With Lady Bird opening in select theaters on November 3rd, I recently got the chance to speak with Levy about his work on the film. He discussed his close bond with Gerwig, their extensive planning, what she’s like as a director, and how they developed an aesthetic approach that would feel like a memory. We also discussed Levy’s relationship with his mentor Harris Savides, as the DP shared a nice story that partially encapsulates what he learned from the cinematography legend. And Levy teased a couple of collaborations with Spike Jonze on a pair of upcoming projects.

Levy offers a lot of insight into how one approaches shooting a film like Lady Bird and what a close relationship with the director like Gerwig can bring. Check out the full interview below and definitely check out Lady Bird when it comes to a theater near you.

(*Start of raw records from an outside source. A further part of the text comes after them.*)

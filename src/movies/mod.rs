pub mod dto;
pub mod handlers;
pub mod repo;

use axum::Router;

use crate::state::AppState;

pub fn router() -> Router<AppState> {
    Router::new()
        .merge(handlers::read_routes())
        .merge(handlers::write_routes())
}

I know that you worked with Greta on a couple of Noah Baumbach's films but I was curious, how did you first come to be involved in this?

SAM LEVY: Greta and I did three movies together. Frances Ha and Mistress America with Noah Baumbach and Maggie's Plan with Rebecca Miller. We've worked together a lot and knew each other for many years before she offered me Lady Bird. She actually first mentioned it to me at a premiere party for Mistress America and she was extremely humble in the way that she brought it up. She said, "I wrote this thing that I'd like to direct and I'd love to show it to you but if you don't want to look at it, it's totally fine. If you do look at it and you don't want to shoot it, that's totally fine." I was like, "Oh, just can I please read it?" I knew she was working on something. It's like, "First of all thank you for thinking of me because I know it's going to be amazing and yeah, I'd love to read it." I read it. It's such an amazing screenplay and that was it. It was probably a couple days after that we met at the Noho Star restaurant in the East Village and just started talking about it.

That was another one of my questions was what were your early conversations like in terms of the visual approach to this film? What were some of those early ideas?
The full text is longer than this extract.